Musk, 53, has also angered some Trump supporters with posts that called out Americans as lazy—though, none of his posts garnered as much outrage as what Ramaswamy’s did.

Elon Musk and Vivek Ramaswamy have been tapped to lead the newly-announced DOGE program. / Anna Moneymaker/Getty Images
Elon Musk and Vivek Ramaswamy have been tapped to lead the newly-announced DOGE program. / Anna Moneymaker/Getty Images

“There is a permanent shortage of excellent engineering talent,” Musk wrote on Wednesday. “It is the fundamental limiting factor in Silicon Valley.”

Musk, a South African who was a H1-B recipient himself at one point, came to his DOGE partner’s defense on Thursday.
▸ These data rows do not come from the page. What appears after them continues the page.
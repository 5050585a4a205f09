//! Remote archive retrieval.
//!
//! [`Retriever::fetch`] pulls one remote path into memory. Transport
//! failures (connection errors, timeouts, 5xx) are retried through the
//! configured backoff sequence; once it is exhausted the fetch returns
//! `Ok(None)` instead of failing, and the caller treats that as a terminal
//! miss.
//!
//! The upstream host reports throttling and missing files with ordinary HTML
//! pages, often with a 200 status. Every successful body is therefore checked
//! for the three known poison markers before it is handed back:
//!
//! | Marker | Error |
//! |--------|-------|
//! | `SEC.gov \| Request Rate Threshold Exceeded` | [`FetchError::RateLimited`] |
//! | `SEC.gov \| File Not Found Error Alert (404)` | [`FetchError::NotFound`] |
//! | `<Error><Code>AccessDenied</Code>…` | [`FetchError::AccessDenied`] |

use async_trait::async_trait;
use chrono::NaiveDate;
use std::sync::Arc;
use std::time::Duration;
use tracing::{error, info, warn};

use crate::config::HttpConfig;
use crate::error::{FetchError, TransportFailure};

const RATE_LIMIT_MARKER: &[u8] = b"SEC.gov | Request Rate Threshold Exceeded";
const NOT_FOUND_MARKER: &[u8] = b"SEC.gov | File Not Found Error Alert (404)";
const ACCESS_DENIED_MARKER: &[u8] =
    b"<Error><Code>AccessDenied</Code><Message>Access Denied</Message><RequestId>";

/// Raw HTTP response as seen by the retriever.
#[derive(Debug, Clone)]
pub struct RawResponse {
    pub status: u16,
    pub last_modified: Option<String>,
    pub body: Vec<u8>,
}

/// A successfully retrieved remote resource.
#[derive(Debug, Clone)]
pub struct Fetched {
    pub bytes: Vec<u8>,
    pub last_modified: Option<NaiveDate>,
}

/// The network seam. [`HttpTransport`] is the production implementation;
/// tests substitute scripted transports.
#[async_trait]
pub trait Transport: Send + Sync {
    async fn get(&self, url: &str) -> Result<RawResponse, TransportFailure>;
}

/// `reqwest`-backed transport.
pub struct HttpTransport {
    client: reqwest::Client,
}

impl HttpTransport {
    pub fn new(config: &HttpConfig) -> anyhow::Result<Self> {
        let client = reqwest::Client::builder()
            .user_agent(config.user_agent.clone())
            .timeout(Duration::from_secs(config.timeout_secs))
            .build()?;
        Ok(Self { client })
    }
}

#[async_trait]
impl Transport for HttpTransport {
    async fn get(&self, url: &str) -> Result<RawResponse, TransportFailure> {
        let resp = self
            .client
            .get(url)
            .send()
            .await
            .map_err(|e| TransportFailure(e.to_string()))?;

        let status = resp.status().as_u16();
        let last_modified = resp
            .headers()
            .get(reqwest::header::LAST_MODIFIED)
            .and_then(|v| v.to_str().ok())
            .map(|s| s.to_string());

        let body = resp
            .bytes()
            .await
            .map_err(|e| TransportFailure(e.to_string()))?;

        Ok(RawResponse {
            status,
            last_modified,
            body: body.to_vec(),
        })
    }
}

/// Fetches remote paths relative to a base URL with bounded retry.
#[derive(Clone)]
pub struct Retriever {
    base_url: reqwest::Url,
    transport: Arc<dyn Transport>,
    backoff: Vec<Duration>,
    request_delay: Duration,
}

impl Retriever {
    /// Build a retriever over HTTP from configuration.
    pub fn from_config(config: &HttpConfig) -> anyhow::Result<Self> {
        let transport = Arc::new(HttpTransport::new(config)?);
        Self::with_transport(config, transport)
    }

    pub fn with_transport(
        config: &HttpConfig,
        transport: Arc<dyn Transport>,
    ) -> anyhow::Result<Self> {
        let mut base = config.base_url.clone();
        if !base.ends_with('/') {
            base.push('/');
        }
        Ok(Self {
            base_url: reqwest::Url::parse(&base)?,
            transport,
            backoff: config
                .backoff_secs
                .iter()
                .map(|s| Duration::from_secs(*s))
                .collect(),
            request_delay: Duration::from_millis(config.request_delay_ms),
        })
    }

    /// Override the backoff sequence.
    pub fn with_backoff(mut self, backoff: Vec<Duration>) -> Self {
        self.backoff = backoff;
        self
    }

    /// Resolve a remote path against the base URL. A leading `/` is ignored.
    pub fn resolve(&self, path: &str) -> Result<reqwest::Url, FetchError> {
        self.base_url
            .join(path.trim_start_matches('/'))
            .map_err(|e| FetchError::Transport {
                path: path.to_string(),
                message: e.to_string(),
            })
    }

    /// Retrieve a remote path to memory.
    ///
    /// Returns `Ok(None)` when every attempt failed at the transport level.
    pub async fn fetch(&self, path: &str) -> Result<Option<Fetched>, FetchError> {
        info!(path, "retrieving remote path");
        let url = self.resolve(path)?;

        let mut failures = 0usize;
        let response = loop {
            let outcome = match self.transport.get(url.as_str()).await {
                Ok(resp) if resp.status >= 500 => {
                    Err(TransportFailure(format!("HTTP {}", resp.status)))
                }
                other => other,
            };

            match outcome {
                Ok(resp) => break resp,
                Err(e) => {
                    let Some(delay) = self.backoff.get(failures) else {
                        error!(path, failures, error = %e, "retries exhausted");
                        return Ok(None);
                    };
                    warn!(path, failures, error = %e, "fetch failed; backing off");
                    tokio::time::sleep(*delay).await;
                    failures += 1;
                }
            }
        };

        if !self.request_delay.is_zero() {
            tokio::time::sleep(self.request_delay).await;
        }

        classify(path, &response)?;

        let last_modified = response.last_modified.as_deref().and_then(|v| {
            match chrono::DateTime::parse_from_rfc2822(v) {
                Ok(dt) => Some(dt.date_naive()),
                Err(e) => {
                    warn!(path, value = v, error = %e, "unparseable Last-Modified header");
                    None
                }
            }
        });

        info!(path, bytes = response.body.len(), "retrieved remote path");
        Ok(Some(Fetched {
            bytes: response.body,
            last_modified,
        }))
    }
}

/// Map poison payloads and hard status codes to typed failures.
fn classify(path: &str, resp: &RawResponse) -> Result<(), FetchError> {
    let body = resp.body.as_slice();
    if contains(body, RATE_LIMIT_MARKER) || resp.status == 429 {
        return Err(FetchError::RateLimited(path.to_string()));
    }
    if contains(body, NOT_FOUND_MARKER) || resp.status == 404 {
        return Err(FetchError::NotFound(path.to_string()));
    }
    if contains(body, ACCESS_DENIED_MARKER) || resp.status == 403 {
        return Err(FetchError::AccessDenied(path.to_string()));
    }
    Ok(())
}

fn contains(haystack: &[u8], needle: &[u8]) -> bool {
    haystack.windows(needle.len()).any(|w| w == needle)
}
//! # EDGAR Ingest
//!
//! Ingestion pipeline for the public filing archive: discovers filings
//! through directory listings or quarterly index feeds, downloads composite
//! filings with bounded retry, splits them into their constituent documents,
//! stores raw and extracted content by hash, and reconciles companies,
//! filings and documents into a SQLite catalog.
//!
//! ## Architecture
//!
//! ```text
//! ┌────────────┐   ┌───────────┐   ┌──────────┐   ┌──────────────┐
//! │ Listing /  │──▶│ Retriever │──▶│ Splitter │──▶│ Content Store│
//! │ Index feed │   │ (HTTP)    │   │          │   │ local / S3   │
//! └────────────┘   └───────────┘   └────┬─────┘   └──────────────┘
//!                                       │
//!                                       ▼
//!                                 ┌──────────┐
//!                                 │ Catalog  │
//!                                 │ (SQLite) │
//!                                 └──────────┘
//! ```
//!
//! ## Quick Start
//!
//! ```bash
//! edgar init                                  # create database
//! edgar list /Archives/edgar/data/320193/     # browse the archive
//! edgar ingest-index --year 2024 --quarter 1 --form-type 10-K
//! edgar errors                                # inspect failures
//! edgar status
//! ```
//!
//! ## Modules
//!
//! | Module | Purpose |
//! |--------|---------|
//! | [`config`] | TOML configuration parsing |
//! | [`models`] | Core data types |
//! | [`error`] | Typed stage errors |
//! | [`retriever`] | Remote fetch with retry and poison detection |
//! | [`listing`] | Directory listing discovery |
//! | [`index`] | Quarterly `master.idx` feeds |
//! | [`split`] | Composite filing splitter |
//! | [`extract`] | Plain-text derivation |
//! | [`store`] | Content-addressed blob storage |
//! | [`catalog`] | Catalog reconciliation |
//! | [`ingest`] | Orchestrator and worker pool |
//! | [`status`] | Status and error-filing commands |
//! | [`db`] | Database connection |
//! | [`migrate`] | Schema migrations |

pub mod catalog;
pub mod config;
pub mod db;
pub mod error;
pub mod extract;
pub mod index;
pub mod ingest;
pub mod listing;
pub mod migrate;
pub mod models;
pub mod retriever;
pub mod split;
pub mod status;
pub mod store;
He wrote on X that the “number of people who are super talented engineers AND super motivated in the USA is far too low.”

“Think of this like a pro sports team: if you want your TEAM to win the championship, you need to recruit top talent wherever they may be,” Musk said. “That enables the whole TEAM to win.”

Ramaswamy’s long post was not the only seasonal suggestion that MAGA is more fissiparous than the united movement portrayed by Trump. Musk, his fellow DOGE appointee opened a rift with RFK Jr. over whether to use slimming drugs; Musk is a proud Mounjaro-using advocate and the Kennedy scion is “lifestyle first.” Where Ramaswamy stands on the Ozempic ideological divide has yet to be ascertained.